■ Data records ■
BEGIN

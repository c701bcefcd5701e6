use serde::{de, Deserialize, Deserializer};
use std::collections::BTreeMap;

#[derive(Debug, Deserialize)]
pub struct SlotConfig {
    pub project: ProjectConfig,
    #[serde(default)]
    pub runtime: RuntimeConfig,
    #[serde(default)]
    pub services: Vec<ServiceConfig>,
}

#[derive(Debug, Deserialize)]
pub struct ProjectConfig {
    pub name: String,
    #[serde(default)]
    pub env_file: Option<String>,
    /// Directory holding `active.json`; defaults to `.llmslot` next to the config.
    #[serde(default)]
    pub state_dir: Option<String>,
    /// Host-wide transition lock; defaults to `~/.llmslot/slot.lock`.
    #[serde(default)]
    pub lock_file: Option<String>,
}

fn default_stop_grace_secs() -> u64 {
    10
}

fn default_start_timeout_secs() -> u64 {
    60
}

fn default_pull_timeout_secs() -> u64 {
    1800
}

fn default_nvidia_smi() -> String {
    "nvidia-smi".to_string()
}

#[derive(Debug, Clone, Deserialize, PartialEq)]
pub struct RuntimeConfig {
    #[serde(default = "default_stop_grace_secs")]
    pub stop_grace_secs: u64,
    #[serde(default = "default_start_timeout_secs")]
    pub start_timeout_secs: u64,
    #[serde(default = "default_pull_timeout_secs")]
    pub pull_timeout_secs: u64,
    #[serde(default = "default_nvidia_smi")]
    pub nvidia_smi: String,
    #[serde(default)]
    pub network: Option<String>,
}

impl Default for RuntimeConfig {
    fn default() -> Self {
        Self {
            stop_grace_secs: default_stop_grace_secs(),
            start_timeout_secs: default_start_timeout_secs(),
            pull_timeout_secs: default_pull_timeout_secs(),
            nvidia_smi: default_nvidia_smi(),
            network: None,
        }
    }
}

fn default_container_port() -> u16 {
    8000
}

#[derive(Debug, Clone, Deserialize, PartialEq)]
pub struct ServiceConfig {
    pub name: String,
    pub image: String,
    pub model: String,
    pub port: u16,
    #[serde(default = "default_container_port")]
    pub container_port: u16,
    #[serde(default)]
    pub container_name: Option<String>,
    #[serde(default)]
    pub served_model_name: Option<String>,
    #[serde(default)]
    pub description: Option<String>,
    /// Display-only budget label such as "~13.2GB".
    #[serde(default)]
    pub gpu_memory: Option<String>,
    #[serde(default)]
    pub context_length: Option<u32>,
    #[serde(default)]
    pub command: Option<StringOrList>,
    #[serde(default)]
    pub entrypoint: Option<StringOrList>,
    #[serde(default)]
    pub env: BTreeMap<String, String>,
    #[serde(default)]
    pub volumes: Vec<String>,
    #[serde(default)]
    pub gpus: GpuRequest,
    #[serde(default)]
    pub shm_size_mb: Option<u64>,
    #[serde(default)]
    pub readiness: ReadinessConfig,
}

/// A value that can be either a single string or a list of strings.
/// When given a string, it is kept as a single-element list.
#[derive(Debug, Clone, PartialEq)]
pub struct StringOrList(pub Vec<String>);

impl StringOrList {
    pub fn into_vec(self) -> Vec<String> {
        self.0
    }

    pub fn as_slice(&self) -> &[String] {
        &self.0
    }
}

impl<'de> Deserialize<'de> for StringOrList {
    fn deserialize<D>(deserializer: D) -> Result<Self, D::Error>
    where
        D: Deserializer<'de>,
    {
        struct StringOrListVisitor;

        impl<'de> de::Visitor<'de> for StringOrListVisitor {
            type Value = StringOrList;

            fn expecting(&self, formatter: &mut std::fmt::Formatter) -> std::fmt::Result {
                formatter.write_str("a string or a list of strings")
            }

            fn visit_str<E: de::Error>(self, value: &str) -> Result<StringOrList, E> {
                Ok(StringOrList(vec![value.to_string()]))
            }

            fn visit_seq<A: de::SeqAccess<'de>>(self, mut seq: A) -> Result<StringOrList, A::Error> {
                let mut values = Vec::new();
                while let Some(value) = seq.next_element::<String>()? {
                    values.push(value);
                }
                Ok(StringOrList(values))
            }
        }

        deserializer.deserialize_any(StringOrListVisitor)
    }
}

/// How many GPUs to hand to the container: `"all"` or a count (`0` disables
/// the device request entirely).
#[derive(Debug, Clone, Copy, PartialEq, Eq, Default)]
pub enum GpuRequest {
    #[default]
    All,
    Count(u32),
}

impl GpuRequest {
    /// Count in Docker's device-request convention, where `-1` means all.
    pub fn device_count(&self) -> Option<i64> {
        match self {
            GpuRequest::All => Some(-1),
            GpuRequest::Count(0) => None,
            GpuRequest::Count(n) => Some(i64::from(*n)),
        }
    }
}

impl<'de> Deserialize<'de> for GpuRequest {
    fn deserialize<D: Deserializer<'de>>(deserializer: D) -> Result<Self, D::Error> {
        struct GpuVisitor;

        impl<'de> de::Visitor<'de> for GpuVisitor {
            type Value = GpuRequest;

            fn expecting(&self, f: &mut std::fmt::Formatter) -> std::fmt::Result {
                write!(f, "a GPU count or the string \"all\"")
            }

            fn visit_u64<E: de::Error>(self, v: u64) -> Result<Self::Value, E> {
                u32::try_from(v)
                    .map(GpuRequest::Count)
                    .map_err(|_| E::custom(format!("gpu count {v} out of range")))
            }

            fn visit_i64<E: de::Error>(self, v: i64) -> Result<Self::Value, E> {
                u32::try_from(v)
                    .map(GpuRequest::Count)
                    .map_err(|_| E::custom(format!("gpu count {v} out of range")))
            }

            fn visit_str<E: de::Error>(self, v: &str) -> Result<Self::Value, E> {
                if v == "all" {
                    Ok(GpuRequest::All)
                } else {
                    Err(E::custom(format!("expected \"all\" but got \"{v}\"")))
                }
            }
        }

        deserializer.deserialize_any(GpuVisitor)
    }
}

fn default_probe_path() -> String {
    "/v1/models".to_string()
}

fn default_poll_interval_ms() -> u64 {
    2000
}

fn default_readiness_timeout_ms() -> u64 {
    120_000
}

#[derive(Debug, Clone, Deserialize, PartialEq)]
pub struct ReadinessConfig {
    /// Path appended to `http://localhost:<port>` when `url` is not set.
    #[serde(default = "default_probe_path")]
    pub path: String,
    #[serde(default)]
    pub url: Option<String>,
    #[serde(default = "default_poll_interval_ms")]
    pub poll_interval_ms: u64,
    #[serde(default = "default_readiness_timeout_ms")]
    pub timeout_ms: u64,
}

impl Default for ReadinessConfig {
    fn default() -> Self {
        Self {
            path: default_probe_path(),
            url: None,
            poll_interval_ms: default_poll_interval_ms(),
            timeout_ms: default_readiness_timeout_ms(),
        }
    }
}

impl ReadinessConfig {
    pub fn probe_url(&self, host_port: u16) -> String {
        match &self.url {
            Some(url) => url.clone(),
            None => {
                let path = if self.path.starts_with('/') {
                    self.path.clone()
                } else {
                    format!("/{}", self.path)
                };
                format!("http://localhost:{}{}", host_port, path)
            }
        }
    }
}

#[cfg(test)]
mod tests {
    use super::*;

    #[test]
    fn parse_minimal_config() {
        let toml = r#"
            [project]
            name = "test"
        "#;
        let config: SlotConfig = toml::from_str(toml).unwrap();
        assert_eq!(config.project.name, "test");
        assert!(config.services.is_empty());
        assert_eq!(config.runtime, RuntimeConfig::default());
    }

    #[test]
    fn parse_full_config() {
        let toml = r#"
            [project]
            name = "agents"
            state_dir = "/var/lib/llmslot"

            [runtime]
            stop_grace_secs = 20
            network = "llm-net"

            [[services]]
            name = "architect"
            image = "vllm/vllm-openai:v0.6.3"
            model = "Qwen/Qwen2.5-32B-Instruct"
            port = 8000
            gpu_memory = "~13.2GB"
            context_length = 32768
            command = ["--model", "Qwen/Qwen2.5-32B-Instruct", "--max-model-len", "32768"]
            volumes = ["~/models:/models"]

            [services.env]
            VLLM_GPU_MEMORY_UTILIZATION = "0.85"

            [services.readiness]
            poll_interval_ms = 1000
            timeout_ms = 90000

            [[services]]
            name = "po"
            image = "vllm/vllm-openai:v0.6.3"
            model = "Qwen/Qwen2.5-7B-Instruct"
            port = 8002
            gpus = 1
        "#;
        let config: SlotConfig = toml::from_str(toml).unwrap();
        assert_eq!(config.project.state_dir.as_deref(), Some("/var/lib/llmslot"));
        assert_eq!(config.runtime.stop_grace_secs, 20);
        assert_eq!(config.runtime.start_timeout_secs, 60);
        assert_eq!(config.runtime.network.as_deref(), Some("llm-net"));
        assert_eq!(config.services.len(), 2);

        let architect = &config.services[0];
        assert_eq!(architect.name, "architect");
        assert_eq!(architect.container_port, 8000);
        assert_eq!(architect.gpus, GpuRequest::All);
        assert_eq!(architect.command.as_ref().unwrap().as_slice().len(), 4);
        assert_eq!(architect.env["VLLM_GPU_MEMORY_UTILIZATION"], "0.85");
        assert_eq!(architect.readiness.poll_interval_ms, 1000);
        assert_eq!(architect.readiness.path, "/v1/models");

        let po = &config.services[1];
        assert_eq!(po.name, "po");
        assert_eq!(po.gpus, GpuRequest::Count(1));
        assert_eq!(po.readiness, ReadinessConfig::default());
    }

    #[test]
    fn services_keep_declaration_order() {
        let toml = r#"
            [project]
            name = "order"

            [[services]]
            name = "zeta"
            image = "img"
            model = "m"
            port = 9000

            [[services]]
            name = "alpha"
            image = "img"
            model = "m"
            port = 9001
        "#;
        let config: SlotConfig = toml::from_str(toml).unwrap();
        let names: Vec<&str> = config.services.iter().map(|s| s.name.as_str()).collect();
        assert_eq!(names, vec!["zeta", "alpha"]);
    }

    #[test]
    fn missing_required_field_is_rejected() {
        let toml = r#"
            [project]
            name = "broken"

            [[services]]
            name = "dev"
            image = "img"
            port = 8001
        "#;
        let err = toml::from_str::<SlotConfig>(toml).unwrap_err();
        assert!(err.to_string().contains("model"), "got: {err}");
    }

    #[test]
    fn gpu_request_parsing() {
        #[derive(Deserialize)]
        struct Wrapper {
            gpus: GpuRequest,
        }
        let all: Wrapper = toml::from_str(r#"gpus = "all""#).unwrap();
        assert_eq!(all.gpus, GpuRequest::All);
        assert_eq!(all.gpus.device_count(), Some(-1));

        let none: Wrapper = toml::from_str("gpus = 0").unwrap();
        assert_eq!(none.gpus.device_count(), None);

        let two: Wrapper = toml::from_str("gpus = 2").unwrap();
        assert_eq!(two.gpus.device_count(), Some(2));

        assert!(toml::from_str::<Wrapper>(r#"gpus = "some""#).is_err());
        assert!(toml::from_str::<Wrapper>("gpus = -3").is_err());
    }

    #[test]
    fn command_accepts_single_string() {
        #[derive(Deserialize)]
        struct Wrapper {
            command: StringOrList,
        }
        let w: Wrapper = toml::from_str(r#"command = "serve""#).unwrap();
        assert_eq!(w.command.into_vec(), vec!["serve".to_string()]);
    }

    #[test]
    fn probe_url_defaults_to_models_endpoint() {
        let readiness = ReadinessConfig::default();
        assert_eq!(readiness.probe_url(8001), "http://localhost:8001/v1/models");

        let relative = ReadinessConfig {
            path: "health".to_string(),
            ..Default::default()
        };
        assert_eq!(relative.probe_url(9000), "http://localhost:9000/health");

        let explicit = ReadinessConfig {
            url: Some("http://gpu-box:8000/v1/models".to_string()),
            ..Default::default()
        };
        assert_eq!(explicit.probe_url(8000), "http://gpu-box:8000/v1/models");
    }
}
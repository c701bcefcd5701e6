use anyhow::Context;
use std::fs::File;
use std::path::{Path, PathBuf};

/// Host-wide advisory lock serialising transitions across processes.
/// Released when dropped (or when the holding process dies).
#[derive(Debug)]
pub struct HostLock {
    path: PathBuf,
    _file: File,
}

impl HostLock {
    /// Default location: `~/.llmslot/slot.lock`.
    pub fn default_path() -> Option<PathBuf> {
        crate::platform::home_dir().map(|home| home.join(".llmslot").join("slot.lock"))
    }

    /// Take the lock without blocking. `Ok(None)` means another holder has it.
    pub fn try_acquire(path: &Path) -> anyhow::Result<Option<Self>> {
        if let Some(parent) = path.parent() {
            std::fs::create_dir_all(parent)
                .with_context(|| format!("creating lock directory {}", parent.display()))?;
        }
        imp::try_lock(path).map(|file| {
            file.map(|file| Self {
                path: path.to_path_buf(),
                _file: file,
            })
        })
    }
}

impl Drop for HostLock {
    fn drop(&mut self) {
        tracing::debug!(lock = %self.path.display(), "releasing host lock");
        #[cfg(not(unix))]
        let _ = std::fs::remove_file(&self.path);
    }
}

#[cfg(unix)]
mod imp {
    use anyhow::Context;
    use std::fs::{File, OpenOptions};
    use std::os::unix::io::AsRawFd;
    use std::path::Path;

    pub fn try_lock(path: &Path) -> anyhow::Result<Option<File>> {
        let file = OpenOptions::new()
            .create(true)
            .truncate(false)
            .write(true)
            .open(path)
            .with_context(|| format!("opening lock file {}", path.display()))?;

        // SAFETY: fd is valid for the lifetime of file
        let rc = unsafe { libc::flock(file.as_raw_fd(), libc::LOCK_EX | libc::LOCK_NB) };
        if rc == 0 {
            return Ok(Some(file));
        }
        let err = std::io::Error::last_os_error();
        if err.kind() == std::io::ErrorKind::WouldBlock {
            Ok(None)
        } else {
            Err(err).with_context(|| format!("locking {}", path.display()))
        }
    }
}

#[cfg(not(unix))]
mod imp {
    use anyhow::Context;
    use std::fs::{File, OpenOptions};
    use std::path::Path;

    /// Exclusive-create fallback; a crashed holder leaves the file behind.
    pub fn try_lock(path: &Path) -> anyhow::Result<Option<File>> {
        match OpenOptions::new().write(true).create_new(true).open(path) {
            Ok(file) => Ok(Some(file)),
            Err(e) if e.kind() == std::io::ErrorKind::AlreadyExists => Ok(None),
            Err(e) => Err(e).with_context(|| format!("creating lock file {}", path.display())),
        }
    }
}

END

■ Work item ■
List each line of the entries that holds the string "parent".

■ Answer area ■
        if let Some(parent) = path.parent() {
            std::fs::create_dir_all(parent)
                .with_context(|| format!("creating lock directory {}", parent.display()))?;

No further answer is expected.